Résumé : Un voyage au bled permettra à Louisa de se ressourcer et de recouvrer ses forces. Elle fera connaissance avec son premier neveu, Belaïd, et apprendra que Tassadite attendait un deuxième enfant. La jeune femme avait si peur de la réaction de son mari qui ne voulait plus d'enfants. Louisa la rassure. Après tout, Aïssa était le père légitime de ces enfants !
Mes beaux parents firent plusieurs voyages au bled, et à chacun de ses retours, Na Daouia, ma belle-mère, ne mâchait pas ses mots pour lancer à qui voulait l'entendre que Aïssa était bien chanceux... Ses fermes rendaient bien, sa femme se portait bien, et il avait deux garçons.
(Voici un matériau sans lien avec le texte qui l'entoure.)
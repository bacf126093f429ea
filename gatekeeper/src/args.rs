use std::{fmt, io::IsTerminal, net::SocketAddr, path::PathBuf, str::FromStr};

use clap::{Parser, ValueEnum};
use config::Config;
use logforth::filter::EnvFilter;

#[derive(Debug, Parser)]
#[command(name = "Gatekeeper", version, long_about = concat!("Gatekeeper v", env!("CARGO_PKG_VERSION")))]
pub struct Args {
    /// IP address on which the server will listen for incoming connections.
    /// Default: 127.0.0.1:8000
    #[arg(short, long, env = "GATEKEEPER_LISTEN_ADDRESS")]
    pub listen_address: Option<SocketAddr>,
    /// Path to the TOML configuration file
    #[arg(long, short, env = "GATEKEEPER_CONFIG_PATH", default_value = "./gatekeeper.toml")]
    pub config: PathBuf,
    /// Set the logging level for the Gatekeeper crates. Dependencies log warnings and errors only.
    #[arg(long = "log", env = "GATEKEEPER_LOG", default_value_t = LogLevel::default())]
    pub log_level: LogLevel,
    /// Set the style of log output
    #[arg(long, env = "GATEKEEPER_LOG_STYLE", default_value_t = LogStyle::default())]
    pub log_style: LogStyle,
}

impl Args {
    /// Loads the configuration file, falling back to the defaults when it does not exist.
    pub fn config(&self) -> anyhow::Result<Config> {
        if !self.config.exists() {
            log::info!(
                "Configuration file {} not found, using defaults",
                self.config.display()
            );

            return Ok(Config::default());
        }

        Config::load(&self.config)
    }
}

#[derive(Debug, Copy, Clone, PartialEq, Eq, PartialOrd, Ord, ValueEnum)]
pub(crate) enum LogStyle {
    /// Colorized text, used as the default with TTY output
    Color,
    /// Standard text, used as the default with non-TTY output
    Text,
    /// JSON objects
    Json,
}

impl Default for LogStyle {
    fn default() -> Self {
        if std::io::stdout().is_terminal() {
            LogStyle::Color
        } else {
            LogStyle::Text
        }
    }
}

impl AsRef<str> for LogStyle {
    fn as_ref(&self) -> &str {
        match self {
            LogStyle::Color => "color",
            LogStyle::Text => "text",
            LogStyle::Json => "json",
        }
    }
}

impl fmt::Display for LogStyle {
    fn fmt(&self, f: &mut fmt::Formatter<'_>) -> fmt::Result {
        write!(f, "{}", self.as_ref())
    }
}

#[derive(Default, Debug, Copy, Clone, PartialEq, Eq, PartialOrd, Ord, ValueEnum)]
pub(crate) enum LogLevel {
    /// Disable logging
    Off,
    /// Only log errors
    Error,
    /// Log errors, and warnings
    Warn,
    /// Log errors, warnings, and info messages
    #[default]
    Info,
    /// Log errors, warnings, info, and debug messages
    Debug,
    /// Log errors, warnings, info, debug, and trace messages
    Trace,
}

impl LogLevel {
    fn filter_directive(self) -> String {
        match self {
            LogLevel::Off => "off".to_string(),
            level => format!(
                "warn,gatekeeper={level},server={level},rate_limit={level},config={level},telemetry={level}"
            ),
        }
    }

    pub fn env_filter(self) -> EnvFilter {
        EnvFilter::from_str(&self.filter_directive()).expect("These all are valid env filters.")
    }
}

impl fmt::Display for LogLevel {
    fn fmt(&self, f: &mut fmt::Formatter<'_>) -> fmt::Result {
        self.as_ref().fmt(f)
    }
}

impl AsRef<str> for LogLevel {
    fn as_ref(&self) -> &str {
        match self {
            LogLevel::Off => "off",
            LogLevel::Error => "error",
            LogLevel::Warn => "warn",
            LogLevel::Info => "info",
            LogLevel::Debug => "debug",
            LogLevel::Trace => "trace",
        }
    }
}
Deux futurs hommes qui assureraient la prospérité des biens et de la famille, par contre Kamel...
Je faisais mine d'être indifférente à ses sous-entendus. Au fond, ses paroles me blessaient profondément. Je comprenais aussi sa réaction somme toute légitime. Na Daouia voulait voir les enfants de son fils ainé. Que pouvais-je faire face à mon sort et à notre destin ? J'ai bien tenté une fois de forcer les choses...
Mon mari n'aimait pas trop non plus les remarques acerbes et sarcastiques de sa mère. Plus d'une fois il avait eu maille avec elle sur ce sujet. Je me rappellerais surtout ce mois de Ramadhan où j'avais invité mes beaux-parents à venir jeûner avec nous. Malek, mon jeune beau-frère, passait les soirées en notre compagnie avec ses deux enfants et sa femme. Il avait déjà un petit garçon et une petite fille, et un troisième bébé était en route. Sophie ne chômait pas... Elle avait tout de suite compris l'esprit kabyle, et ne voulait point décevoir sa famille...
Je l'enviais, bien sûr. Les enfants étaient une bénédiction de Dieu. Je voulais moi aussi ma part... Mais cette part de bonheur m'a été refusée. Je me rabattais alors sur les enfants de Malek... Ces chers petits m'aimaient bien et je ne pouvais rester insensible à leurs babillages.
Mes propres neveux étaient loin. Je ne pouvais les voir souvent. En compensation à leur absence je me rabattais sur les magasins de vêtements pour enfants, et ne ratais aucune occasion de leur faire plaisir. Je m'étais découverte une véritable passion pour les tenues enfantines et les jouets.
Je faisais aussi de temps à autre du shopping avec les enfants de Malek. À chaque sortie, c'était pour eux la fête. Sophie me reprochait mes “folies", mais moi, si j'en faisais de ces folies, je les trouvais très douces.
Un soir donc, alors que la famille était réunie pour la veillée, Na Daouia se met à se lamenter sur le sort de Kamel... Le jeune frère avait déjà sa progéniture, par contre lui allait mourir sans descendance.
Mon mari se leva alors rouge de colère. Il avait compris l'allusion faite à son encontre et ne passa pas par quatre chemins pour remettre sa mère à sa place. Il ira jusqu'à m'attirer contre lui, comme pour me protéger des autres, et ne lésina sur aucun mot pour raconter notre dispute à ce sujet justement. Non... Non... il ne prendra jamais une autre femme... Il ne veut pas d'enfants... Et gare à celui qui osera encore reparler de ce sujet.
Offusquée, ma belle-mère se retira dans sa chambre. Depuis ce jour, elle ne reparla plus ni de femmes ni d'enfants pour son fils ainé mais elle ne ratait pas non plus l'occasion de me torturer. À chaque retour du bled, elle me tient le langage “codé" d'un rescapé de guerre qui tente de se venger de l'ennemi.
Je laisse alors le temps faire les choses. Ma belle-mère finissait toujours par se calmer, d'autant plus que parfois je la menaçais de tout raconter à mon mari.
Da L'Hocine, aussi effacé et aussi indifférent qu'il l'a toujours été, ne faisait que suivre ces scènes d'un air distant. Pour lui, les affaires de femmes ne le concernaient pas. Kamel ira jusqu'à me certifier d'un air amusé que même les affaires des hommes ne le concernaient pas. Seule Na Daouia affrontait toutes les situations.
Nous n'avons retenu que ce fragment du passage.